Regular visitors to the riverblog know that I comment on everything that doesn’t belong in this environment which takes in more than man-made debris.  Invasive species, non-native species, and domesticated animals turned loose are changing the ecosystem too.  Recently, I posted about the growing feral cat problem I’ve been observing in the park.  Kind hearted people have been trying to take care of them by dumping dry cat food around the picnic tables near the Interpretive Center.  As a reminder, here is another photograph illustrating this.

Sometimes I see what seems to me to be a ridiculous amounts of food spread out in this area.  Returning from a hike in the park’s western section, I stopped to watch three cats that were eating dry cat food that had been spread along the curb of the parking lot. 

From the corner of my eye I saw something moving in the brush and thought it might be a fourth cat joining in the feast…but it wasn’t.

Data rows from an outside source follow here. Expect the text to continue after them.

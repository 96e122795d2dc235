//! Configuration domain

pub mod app_config;
pub mod key;

pub use app_config::{AppConfig, DEFAULT_SERVER_URL};
pub use key::ConfigKey;
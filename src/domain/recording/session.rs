//! Recording session state machine

use std::fmt;
use std::path::{Path, PathBuf};

use chrono::{DateTime, Local};
use thiserror::Error;

use super::duration::Duration;
use crate::domain::diary::DiaryDate;

/// Recording session states
#[derive(Debug, Clone, Copy, PartialEq, Eq, Hash, Default)]
pub enum SessionState {
    #[default]
    Idle,
    Recording,
    Paused,
    Stopped,
}

impl SessionState {
    /// Get the string representation
    pub const fn as_str(&self) -> &'static str {
        match self {
            Self::Idle => "idle",
            Self::Recording => "recording",
            Self::Paused => "paused",
            Self::Stopped => "stopped",
        }
    }

    /// Whether a capture resource is held in this state
    pub const fn holds_capture(&self) -> bool {
        matches!(self, Self::Recording | Self::Paused)
    }
}

impl fmt::Display for SessionState {
    fn fmt(&self, f: &mut fmt::Formatter<'_>) -> fmt::Result {
        write!(f, "{}", self.as_str())
    }
}

/// Error when an invalid state transition is attempted
#[derive(Debug, Clone, PartialEq, Eq, Error)]
#[error("Invalid state transition: cannot {action} while {current_state}")]
pub struct InvalidStateTransition {
    pub current_state: SessionState,
    pub action: String,
}

/// Result of one elapsed-time tick
#[derive(Debug, Clone, Copy, PartialEq, Eq)]
pub enum TickOutcome {
    /// Not recording; nothing counted
    Ignored,
    /// One second counted, limit not yet reached
    Counted,
    /// The maximum duration has been reached
    LimitReached,
}

/// Recording session entity.
/// Tracks the lifecycle of one audio capture.
///
/// State machine:
///   IDLE -> RECORDING (begin)
///   RECORDING -> PAUSED (pause)
///   PAUSED -> RECORDING (resume)
///   RECORDING | PAUSED -> STOPPED (stop)
///   any -> IDLE (reset)
#[derive(Debug, Clone)]
pub struct RecordingSession {
    state: SessionState,
    max_duration: Duration,
    date: Option<DiaryDate>,
    started_at: Option<DateTime<Local>>,
    elapsed_seconds: u64,
    local_file: Option<PathBuf>,
    committed: bool,
}

impl RecordingSession {
    /// Create an idle session with the given duration limit
    pub fn new(max_duration: Duration) -> Self {
        Self {
            state: SessionState::Idle,
            max_duration,
            date: None,
            started_at: None,
            elapsed_seconds: 0,
            local_file: None,
            committed: false,
        }
    }

    pub fn state(&self) -> SessionState {
        self.state
    }

    pub fn is_idle(&self) -> bool {
        self.state == SessionState::Idle
    }

    pub fn is_recording(&self) -> bool {
        self.state == SessionState::Recording
    }

    pub fn is_paused(&self) -> bool {
        self.state == SessionState::Paused
    }

    pub fn is_stopped(&self) -> bool {
        self.state == SessionState::Stopped
    }

    pub fn max_duration(&self) -> Duration {
        self.max_duration
    }

    /// Diary date this recording belongs to
    pub fn date(&self) -> Option<DiaryDate> {
        self.date
    }

    pub fn started_at(&self) -> Option<DateTime<Local>> {
        self.started_at
    }

    pub fn elapsed_seconds(&self) -> u64 {
        self.elapsed_seconds
    }

    pub fn elapsed(&self) -> Duration {
        Duration::from_secs(self.elapsed_seconds)
    }

    /// Time left before the forced stop
    pub fn remaining(&self) -> Duration {
        Duration::from_secs(self.max_duration.as_secs().saturating_sub(self.elapsed_seconds))
    }

    /// Captured file: the temporary capture path until committed, the
    /// stable cache path afterwards
    pub fn local_file(&self) -> Option<&Path> {
        self.local_file.as_deref()
    }

    pub fn is_committed(&self) -> bool {
        self.committed
    }

    /// Transition from IDLE to RECORDING
    pub fn begin(&mut self, date: DiaryDate) -> Result<(), InvalidStateTransition> {
        self.expect(&[SessionState::Idle], "start recording")?;
        self.state = SessionState::Recording;
        self.date = Some(date);
        self.started_at = Some(Local::now());
        self.elapsed_seconds = 0;
        self.local_file = None;
        self.committed = false;
        Ok(())
    }

    /// Transition from RECORDING to PAUSED
    pub fn pause(&mut self) -> Result<(), InvalidStateTransition> {
        self.expect(&[SessionState::Recording], "pause recording")?;
        self.state = SessionState::Paused;
        Ok(())
    }

    /// Transition from PAUSED to RECORDING, keeping the elapsed count
    pub fn resume(&mut self) -> Result<(), InvalidStateTransition> {
        self.expect(&[SessionState::Paused], "resume recording")?;
        self.state = SessionState::Recording;
        Ok(())
    }

    /// Check that a stop is allowed without changing state
    pub fn ensure_can_stop(&self) -> Result<(), InvalidStateTransition> {
        self.expect(
            &[SessionState::Recording, SessionState::Paused],
            "stop recording",
        )
    }

    /// Transition from RECORDING or PAUSED to STOPPED
    pub fn stop(&mut self, local_file: PathBuf) -> Result<(), InvalidStateTransition> {
        self.ensure_can_stop()?;
        self.state = SessionState::Stopped;
        self.local_file = Some(local_file);
        Ok(())
    }

    /// Check that the session holds an uncommitted capture file
    pub fn ensure_can_commit(&self) -> Result<&Path, InvalidStateTransition> {
        self.expect(&[SessionState::Stopped], "commit recording")?;
        match (&self.local_file, self.committed) {
            (Some(path), false) => Ok(path),
            _ => Err(InvalidStateTransition {
                current_state: self.state,
                action: "commit an already committed recording".to_string(),
            }),
        }
    }

    /// Record the stable path of a successfully committed file
    pub fn mark_committed(&mut self, stable: PathBuf) -> Result<(), InvalidStateTransition> {
        self.ensure_can_commit()?;
        self.local_file = Some(stable);
        self.committed = true;
        Ok(())
    }

    /// Count one second of recording.
    ///
    /// Time only advances while RECORDING and never past the limit.
    pub fn tick(&mut self) -> TickOutcome {
        if self.state != SessionState::Recording {
            return TickOutcome::Ignored;
        }
        let max = self.max_duration.as_secs();
        if self.elapsed_seconds >= max {
            return TickOutcome::LimitReached;
        }
        self.elapsed_seconds += 1;
        if self.elapsed_seconds >= max {
            TickOutcome::LimitReached
        } else {
            TickOutcome::Counted
        }
    }

    /// Return to IDLE from any state
    pub fn reset(&mut self) {
        self.state = SessionState::Idle;
        self.date = None;
        self.started_at = None;
        self.elapsed_seconds = 0;
        self.local_file = None;
        self.committed = false;
    }

    fn expect(&self, allowed: &[SessionState], action: &str) -> Result<(), InvalidStateTransition> {
        if allowed.contains(&self.state) {
            Ok(())
        } else {
            Err(InvalidStateTransition {
                current_state: self.state,
                action: action.to_string(),
            })
        }
    }
}

impl Default for RecordingSession {
    fn default() -> Self {
        Self::new(Duration::default_max_duration())
    }
}
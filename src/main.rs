//! `memento` binary

use std::process::ExitCode;

use clap::Parser;
use tracing_subscriber::EnvFilter;

use memento::cli::{
    app::{self, load_merged_config, EXIT_ERROR},
    args::{Cli, Commands, ConfigAction, TodoAction},
    config_cmd::handle_config_command,
    presenter::Presenter,
    run_record,
    todo_cmd::handle_todo_command,
};
use memento::domain::config::AppConfig;
use memento::infrastructure::{JsonTodoStore, XdgConfigStore};

fn init_tracing(verbose: bool) {
    let default = if verbose { "memento=debug" } else { "memento=info" };
    let filter = EnvFilter::try_from_default_env().unwrap_or_else(|_| EnvFilter::new(default));
    let _ = tracing_subscriber::fmt()
        .with_env_filter(filter)
        .with_writer(std::io::stderr)
        .with_target(false)
        .try_init();
}

/// `config` edits the file itself, so it never sees env or flag overrides
async fn run_config(action: ConfigAction) -> ExitCode {
    let presenter = Presenter::new();
    match handle_config_command(action, &XdgConfigStore::new(), &presenter).await {
        Ok(()) => ExitCode::SUCCESS,
        Err(e) => {
            presenter.error(&e.to_string());
            ExitCode::from(EXIT_ERROR)
        }
    }
}

/// The to-do list is local only and needs no backend config
async fn run_todo(action: TodoAction) -> ExitCode {
    let presenter = Presenter::new();
    match handle_todo_command(action, &JsonTodoStore::new(), &presenter).await {
        Ok(()) => ExitCode::SUCCESS,
        Err(e) => {
            presenter.error(&e.to_string());
            ExitCode::from(EXIT_ERROR)
        }
    }
}

#[tokio::main(flavor = "multi_thread", worker_threads = 2)]
async fn main() -> ExitCode {
    let cli = Cli::parse();
    init_tracing(cli.verbose);

    let flags = AppConfig {
        server_url: cli.server_url,
        notify: cli.notify.then_some(true),
        ..AppConfig::empty()
    };
    let config = load_merged_config(flags).await;

    match cli.command {
        Commands::Config { action } => run_config(action).await,
        Commands::Record(args) => run_record(args, &config).await,
        Commands::Play { file } => app::run_play(&file).await,
        Commands::Diary { action } => app::run_diary(action, &config).await,
        Commands::Emotion { date, emotion } => app::run_emotion(date, emotion, &config).await,
        Commands::Stats { action } => app::run_stats(action, &config).await,
        Commands::Login { email, password } => app::run_login(&email, &password, &config).await,
        Commands::Signup {
            email,
            password,
            nickname,
            gender,
            age,
        } => {
            let form = app::signup_form(email, password, nickname, gender, age);
            app::run_signup(form, &config).await
        }
        Commands::Whoami => app::run_whoami(&config).await,
        Commands::Password { current, new } => app::run_password(&current, &new, &config).await,
        Commands::Todo { action } => run_todo(action).await,
    }
}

It was a raccoon and only the second one I’ve seen in broad daylight out here.  Usually, these animals are more reclusive than this and prefer to operate under the cover of darkness, but here was this adult raccoon making a bee-line for the cat food.

I don’t view this as a good thing for all species concerned here.  Granted, the high river was probably cutting off some of the territory that the raccoon would forage over and this animal was hungry.  Wild animals that become habituated to man usually don’t fare well.  And in this case, there is a real danger that if this raccoon had rabies…it could transmit it to the cats who regularly come in contact with people.  By being out in broad daylight near an area populated by people, this raccoon was already displaying atypical behavior.

To my eye, the cats seemed less wary than the raccoon who is supposed to be a wild animal.  This scene was broken up when visitors with a dog on a leash came too close and the cats and coon ran into the woods.  I’m confidant that whomever is dumping cat food out here is not thinking about unintended consequences…but they should.  I’m not against cats, but I don’t think we should encourage them to live near wild life.  Recently, I found two objects left behind by the flooding that illustrate our affection for felines and I’ll end this post with them.  Until next time.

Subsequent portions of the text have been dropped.